I mean it is literally the issue that planning poker addresses - identify differing expectations without influencing the initial estimate. People can then totally ignore that, and ignoring something makes it pointless, but that's true of literally anything.
It identifies a lack of a shared understanding of the task. Or framed differently, it identifies when you probably all have the same expectation and you can move on.
That still doesn't solve the prerequisites being exceedingly rare in most teams. A system solving an issue under rare circumstances is barely worth considering, doubly so if it doesn't solve the issue in your specific circumstance.

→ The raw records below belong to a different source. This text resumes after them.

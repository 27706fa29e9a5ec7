pub mod api;
pub mod config;
pub mod db;
pub mod ui;

pub use db::Db;

use config::Config;

use crate::api::error::ApiError;

/// Shared state handed to every handler through axum's `State` extractor.
///
/// `db` is `None` when the MongoDB connection could not be established at
/// startup and is never reassigned afterwards.
pub struct AppState {
    pub config: Config,
    pub db: Option<Db>,
}

impl AppState {
    pub fn new(config: Config, db: Option<Db>) -> Self {
        Self { config, db }
    }

    /// The database handle, or the `ServiceUnavailable` error that data
    /// routes fail fast with when the connection was absent at startup.
    pub fn db(&self) -> Result<&Db, ApiError> {
        self.db
            .as_ref()
            .ok_or_else(|| ApiError::service_unavailable("Database connection error"))
    }
}
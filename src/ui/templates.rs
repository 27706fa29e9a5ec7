// Askama template definitions

use askama::Template;

use crate::api::validation::ValidationErrors;
use crate::db::{RideOfferInput, RideResponse, User, UserInput};

/// One form field prepared for re-rendering: the submitted value plus the
/// first validation error recorded against it.
pub struct FieldView {
    pub value: String,
    pub error: Option<String>,
}

impl FieldView {
    fn new(value: &Option<String>, errors: &ValidationErrors, field: &str) -> Self {
        Self {
            value: value.clone().unwrap_or_default(),
            error: errors.first_for(field).map(str::to_string),
        }
    }
}

// Ride offer form
#[derive(Template)]
#[template(path = "ride_form.html")]
pub struct RideFormTemplate {
    pub banner: Option<String>,
    pub name: FieldView,
    pub phone_number: FieldView,
    pub email: FieldView,
    pub start_location: FieldView,
    pub end_location: FieldView,
    pub date_time: FieldView,
    pub available_seats: FieldView,
    pub price_per_seat: FieldView,
}

impl RideFormTemplate {
    pub fn empty() -> Self {
        Self::with_errors(&RideOfferInput::default(), &ValidationErrors::new(), None)
    }

    pub fn with_errors(
        input: &RideOfferInput,
        errors: &ValidationErrors,
        banner: Option<String>,
    ) -> Self {
        Self {
            banner,
            name: FieldView::new(&input.name, errors, "name"),
            phone_number: FieldView::new(&input.phone_number, errors, "phone_number"),
            email: FieldView::new(&input.email, errors, "email"),
            start_location: FieldView::new(&input.start_location, errors, "start_location"),
            end_location: FieldView::new(&input.end_location, errors, "end_location"),
            date_time: FieldView::new(&input.date_time, errors, "date_time"),
            available_seats: FieldView::new(&input.available_seats, errors, "available_seats"),
            price_per_seat: FieldView::new(&input.price_per_seat, errors, "price_per_seat"),
        }
    }
}

// Rides listing page
#[derive(Template)]
#[template(path = "rides.html")]
pub struct RidesTemplate {
    pub banner: Option<String>,
    pub rides: Vec<RideResponse>,
}

/// A user prepared for the dashboard table; the id is shown here as hex,
/// unlike the JSON admin surface.
pub struct UserRow {
    pub id: String,
    pub name: String,
    pub phone_number: i64,
    pub email: String,
}

impl From<User> for UserRow {
    fn from(user: User) -> Self {
        Self {
            id: user.id.map(|id| id.to_hex()).unwrap_or_default(),
            name: user.name,
            phone_number: user.phone_number,
            email: user.email,
        }
    }
}

// Admin dashboard: upsert form + users table
#[derive(Template)]
#[template(path = "admin_dashboard.html")]
pub struct AdminDashboardTemplate {
    pub banner: Option<String>,
    pub name: FieldView,
    pub phone_number: FieldView,
    pub email: FieldView,
    pub users: Vec<UserRow>,
}

impl AdminDashboardTemplate {
    pub fn new(
        input: &UserInput,
        errors: &ValidationErrors,
        banner: Option<String>,
        users: Vec<UserRow>,
    ) -> Self {
        Self {
            banner,
            name: FieldView::new(&input.name, errors, "name"),
            phone_number: FieldView::new(&input.phone_number, errors, "phone_number"),
            email: FieldView::new(&input.email, errors, "email"),
            users,
        }
    }
}

#[cfg(test)]
mod tests {
    use super::*;
    use askama::Template;
    use mongodb::bson::oid::ObjectId;

    #[test]
    fn test_empty_ride_form_renders() {
        let html = RideFormTemplate::empty().render().unwrap();
        assert!(html.contains("<form"));
        assert!(html.contains("name=\"phone_number\""));
        assert!(html.contains("name=\"date_time\""));
        assert!(!html.contains("class=\"error\""));
    }

    #[test]
    fn test_ride_form_rerenders_values_and_errors() {
        let input = RideOfferInput {
            name: Some("Ann".to_string()),
            email: Some("nope".to_string()),
            ..RideOfferInput::default()
        };
        let mut errors = ValidationErrors::new();
        errors.add("email", "Invalid email format");

        let html = RideFormTemplate::with_errors(&input, &errors, None)
            .render()
            .unwrap();
        assert!(html.contains("value=\"Ann\""));
        assert!(html.contains("value=\"nope\""));
        assert!(html.contains("Invalid email format"));
    }

    #[test]
    fn test_ride_form_banner() {
        let html = RideFormTemplate::with_errors(
            &RideOfferInput::default(),
            &ValidationErrors::new(),
            Some("Database connection error".to_string()),
        )
        .render()
        .unwrap();
        assert!(html.contains("Database connection error"));
    }

    #[test]
    fn test_rides_page_lists_every_field() {
        let template = RidesTemplate {
            banner: None,
            rides: vec![RideResponse {
                id: ObjectId::new().to_hex(),
                name: "Ann".to_string(),
                phone_number: 9876543210,
                email: "ann@x.com".to_string(),
                start_location: "NY".to_string(),
                end_location: "Boston".to_string(),
                date_time: "2025-06-01T08:00".to_string(),
                available_seats: 3,
                price_per_seat: 20,
            }],
        };

        let html = template.render().unwrap();
        assert!(html.contains("Ann"));
        assert!(html.contains("NY"));
        assert!(html.contains("Boston"));
        assert!(html.contains("2025-06-01T08:00"));
        // Price is part of the listing alongside the other fields
        assert!(html.contains("20"));
    }

    #[test]
    fn test_dashboard_table_shows_id_as_hex() {
        let id = ObjectId::new();
        let row = UserRow::from(User {
            id: Some(id),
            name: "Ann".to_string(),
            phone_number: 9876543210,
            email: "ann@x.com".to_string(),
        });
        assert_eq!(row.id, id.to_hex());

        let html = AdminDashboardTemplate::new(
            &UserInput::default(),
            &ValidationErrors::new(),
            None,
            vec![row],
        )
        .render()
        .unwrap();
        assert!(html.contains(&id.to_hex()));
        assert!(html.contains("ann@x.com"));
    }
}
pub mod error;
pub(crate) mod rides;
pub(crate) mod users;
pub mod validation;

use axum::{
    routing::{get, post},
    Router,
};
use std::sync::Arc;
use tower_http::trace::TraceLayer;

use crate::AppState;

pub fn create_router(state: Arc<AppState>) -> Router {
    Router::new()
        .route("/health", get(health_check))
        // Rides
        .route("/post-ride", post(rides::post_ride))
        .route("/search", get(rides::search_rides))
        // Admin user directory
        .route("/admin/users", get(users::list_users))
        .route(
            "/admin/users/:email",
            get(users::get_user).delete(users::delete_user),
        )
        // HTML pages
        .merge(crate::ui::create_router())
        .layer(TraceLayer::new_for_http())
        .with_state(state)
}

async fn health_check() -> &'static str {
    "OK"
}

That's, again, disregarding that the modus operandi of most management teams directly interferes with planning poker itself (high turnover, high focus on increasing scope and scope per person).
Or we can dive into technicalities where it technically does solve the issue but does it poorly, and just happens to be better than any other system we know (also questionable).

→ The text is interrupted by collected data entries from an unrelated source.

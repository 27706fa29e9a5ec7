use anyhow::Result;
use clap::Parser;
use std::path::PathBuf;
use std::sync::Arc;
use tracing_subscriber::{layer::SubscriberExt, util::SubscriberInitExt};

use taxishare::config::Config;
use taxishare::AppState;

#[derive(Parser, Debug)]
#[command(name = "taxishare")]
#[command(author, version, about = "A small ride-sharing coordination web service", long_about = None)]
struct Cli {
    /// Path to configuration file
    #[arg(short, long, default_value = "taxishare.toml")]
    config: PathBuf,

    /// Override log level
    #[arg(short, long)]
    log_level: Option<String>,
}

#[tokio::main]
async fn main() -> Result<()> {
    let cli = Cli::parse();

    // Load configuration
    let config = Config::load(&cli.config)?;

    // Initialize logging
    let log_level = cli
        .log_level
        .as_ref()
        .unwrap_or(&config.logging.level)
        .clone();

    tracing_subscriber::registry()
        .with(
            tracing_subscriber::EnvFilter::try_from_default_env()
                .unwrap_or_else(|_| tracing_subscriber::EnvFilter::new(&log_level)),
        )
        .with(tracing_subscriber::fmt::layer())
        .init();

    tracing::info!("Starting taxishare v{}", env!("CARGO_PKG_VERSION"));

    // Initialize database. A failure here leaves the handle absent for the
    // process lifetime: the server still starts and every data route
    // answers 503 until the process is restarted.
    let db = match taxishare::db::init(&config.database).await {
        Ok(db) => Some(db),
        Err(e) => {
            tracing::error!("Database connection failed: {:#}", e);
            None
        }
    };

    // Create app state
    let state = Arc::new(AppState::new(config.clone(), db));

    // Create router
    let app = taxishare::api::create_router(state);

    // Start server
    let addr = format!("{}:{}", config.server.host, config.server.port);
    let listener = tokio::net::TcpListener::bind(&addr).await?;

    tracing::info!("Server listening on http://{}", addr);

    axum::serve(listener, app)
        .with_graceful_shutdown(shutdown_signal())
        .await?;

    tracing::info!("Server stopped");
    Ok(())
}

async fn shutdown_signal() {
    let ctrl_c = async {
        tokio::signal::ctrl_c()
            .await
            .expect("Failed to install Ctrl+C handler");
    };

    #[cfg(unix)]
    let terminate = async {
        tokio::signal::unix::signal(tokio::signal::unix::SignalKind::terminate())
            .expect("Failed to install signal handler")
            .recv()
            .await;
    };

    #[cfg(not(unix))]
    let terminate = std::future::pending::<()>();

    tokio::select! {
        _ = ctrl_c => {},
        _ = terminate => {},
    }

    tracing::info!("Shutdown signal received");
}
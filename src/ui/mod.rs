// HTML surface: ride form, rides listing, admin dashboard.
// Uses Askama templates rendered server-side.

mod templates;

use askama::Template;
use axum::{
    extract::{Query, State},
    http::StatusCode,
    response::{Html, IntoResponse, Redirect, Response},
    routing::get,
    Form, Router,
};
use serde::{Deserialize, Serialize};
use std::sync::Arc;

use crate::api::rides::{fetch_rides, insert_ride};
use crate::api::users::{fetch_users, upsert_user};
use crate::api::validation::{validate_ride_offer, validate_user_record, ValidationErrors};
use crate::db::{RideOfferInput, RideResponse, UserInput};
use crate::AppState;

pub use templates::*;

const DB_ERROR_BANNER: &str = "Database connection error";

// Helper to render templates and handle errors
fn render_template<T: Template>(template: T) -> Response {
    match template.render() {
        Ok(html) => Html(html).into_response(),
        Err(e) => (
            StatusCode::INTERNAL_SERVER_ERROR,
            format!("Template error: {}", e),
        )
            .into_response(),
    }
}

pub fn create_router() -> Router<Arc<AppState>> {
    Router::new()
        .route("/", get(ride_form).post(ride_submit))
        .route("/success", get(success))
        .route("/get-ride", get(rides_page))
        .route("/admin-dashboard", get(admin_dashboard).post(admin_submit))
}

// Ride offer form
async fn ride_form() -> Response {
    render_template(RideFormTemplate::empty())
}

// Ride offer submission: redirect to /success, or re-render the form with
// the submitted values and inline errors.
async fn ride_submit(
    State(state): State<Arc<AppState>>,
    Form(input): Form<RideOfferInput>,
) -> Response {
    let db = match state.db() {
        Ok(db) => db,
        Err(_) => {
            return render_template(RideFormTemplate::with_errors(
                &input,
                &ValidationErrors::new(),
                Some(DB_ERROR_BANNER.to_string()),
            ))
        }
    };

    let ride = match validate_ride_offer(&input) {
        Ok(ride) => ride,
        Err(errors) => return render_template(RideFormTemplate::with_errors(&input, &errors, None)),
    };

    match insert_ride(db, &ride).await {
        Ok(()) => Redirect::to("/success").into_response(),
        Err(e) => {
            tracing::error!("Failed to insert ride: {}", e);
            render_template(RideFormTemplate::with_errors(
                &input,
                &ValidationErrors::new(),
                Some("Failed to post the ride, please try again".to_string()),
            ))
        }
    }
}

async fn success() -> &'static str {
    "Your ride has been successfully posted!"
}

// All posted rides as a page
async fn rides_page(State(state): State<Arc<AppState>>) -> Response {
    match state.db() {
        Ok(db) => match fetch_rides(db).await {
            Ok(rides) => render_template(RidesTemplate {
                banner: None,
                rides: rides.into_iter().map(RideResponse::from).collect(),
            }),
            Err(e) => {
                tracing::error!("Failed to load rides: {}", e);
                render_template(RidesTemplate {
                    banner: Some("Failed to load rides".to_string()),
                    rides: Vec::new(),
                })
            }
        },
        Err(_) => render_template(RidesTemplate {
            banner: Some(DB_ERROR_BANNER.to_string()),
            rides: Vec::new(),
        }),
    }
}

/// Outcome carried across the post/redirect/get of the dashboard form.
#[derive(Debug, Default, Deserialize)]
struct DashboardQuery {
    outcome: Option<String>,
    name: Option<String>,
}

#[derive(Debug, Serialize)]
struct OutcomeQuery<'a> {
    outcome: &'a str,
    name: &'a str,
}

fn outcome_banner(query: &DashboardQuery) -> Option<String> {
    match (query.outcome.as_deref(), query.name.as_deref()) {
        (Some("added"), Some(name)) => Some(format!("{} added successfully!", name)),
        (Some("updated"), Some(name)) => Some(format!("{} updated successfully!", name)),
        _ => None,
    }
}

// User management page
async fn admin_dashboard(
    State(state): State<Arc<AppState>>,
    Query(query): Query<DashboardQuery>,
) -> Response {
    let banner = outcome_banner(&query);

    let (banner, users) = match state.db() {
        Ok(db) => match fetch_users(db).await {
            Ok(users) => (banner, users.into_iter().map(UserRow::from).collect()),
            Err(e) => {
                tracing::error!("Failed to load users: {}", e);
                (Some("Failed to load users".to_string()), Vec::new())
            }
        },
        Err(_) => (Some(DB_ERROR_BANNER.to_string()), Vec::new()),
    };

    render_template(AdminDashboardTemplate::new(
        &UserInput::default(),
        &ValidationErrors::new(),
        banner,
        users,
    ))
}

// Dashboard submission: atomic upsert by email, then redirect so the
// outcome survives as query parameters.
async fn admin_submit(
    State(state): State<Arc<AppState>>,
    Form(input): Form<UserInput>,
) -> Response {
    let db = match state.db() {
        Ok(db) => db,
        Err(_) => {
            return render_template(AdminDashboardTemplate::new(
                &input,
                &ValidationErrors::new(),
                Some(DB_ERROR_BANNER.to_string()),
                Vec::new(),
            ))
        }
    };

    let user = match validate_user_record(&input) {
        Ok(user) => user,
        Err(errors) => {
            let users = match fetch_users(db).await {
                Ok(users) => users.into_iter().map(UserRow::from).collect(),
                Err(_) => Vec::new(),
            };
            return render_template(AdminDashboardTemplate::new(&input, &errors, None, users));
        }
    };

    match upsert_user(db, &user).await {
        Ok(outcome) => {
            let query = OutcomeQuery {
                outcome: outcome.as_str(),
                name: &user.name,
            };
            match serde_urlencoded::to_string(&query) {
                Ok(qs) => Redirect::to(&format!("/admin-dashboard?{}", qs)).into_response(),
                Err(_) => Redirect::to("/admin-dashboard").into_response(),
            }
        }
        Err(e) => {
            tracing::error!("Failed to upsert user: {}", e);
            render_template(AdminDashboardTemplate::new(
                &input,
                &ValidationErrors::new(),
                Some("Failed to save the user, please try again".to_string()),
                Vec::new(),
            ))
        }
    }
}

#[cfg(test)]
mod tests {
    use super::*;

    #[test]
    fn test_outcome_banner_formats() {
        let query = DashboardQuery {
            outcome: Some("added".to_string()),
            name: Some("Ann".to_string()),
        };
        assert_eq!(outcome_banner(&query).unwrap(), "Ann added successfully!");

        let query = DashboardQuery {
            outcome: Some("updated".to_string()),
            name: Some("Ann".to_string()),
        };
        assert_eq!(outcome_banner(&query).unwrap(), "Ann updated successfully!");
    }

    #[test]
    fn test_outcome_banner_ignores_partial_or_unknown_parameters() {
        assert_eq!(outcome_banner(&DashboardQuery::default()), None);

        let query = DashboardQuery {
            outcome: Some("added".to_string()),
            name: None,
        };
        assert_eq!(outcome_banner(&query), None);

        let query = DashboardQuery {
            outcome: Some("exploded".to_string()),
            name: Some("Ann".to_string()),
        };
        assert_eq!(outcome_banner(&query), None);
    }

    #[test]
    fn test_outcome_query_is_url_encoded() {
        let query = OutcomeQuery {
            outcome: "updated",
            name: "Ann Example",
        };
        let qs = serde_urlencoded::to_string(&query).unwrap();
        assert_eq!(qs, "outcome=updated&name=Ann+Example");
    }
}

I honestly do not understand what you're describing as the prerequisites.
You ask people how hard something is to do, make everyone actually answer before hearing others opinions and if people disagree you talk about it to understand why. These are all short term features.
The two things it deals with are:
* get everyone to say how big of a thing it is, find out if there's misunderstandings about what the task involves
* avoid people from being influenced by the fastest to answer person
I'm sure that's how it was intended but tbh I have only seen it used in settings where the person in charge would still want to assign a value to the ticket "so that we can move on" even if the devs were not at all in agreement about how big something was. Whoever gets the ticket in the end is stuck with the estimate, even if it was shit from the very start.
It identifies a lack of a shared understanding of the task. Or framed differently, it identifies when you probably all have the same expectation and you can move on.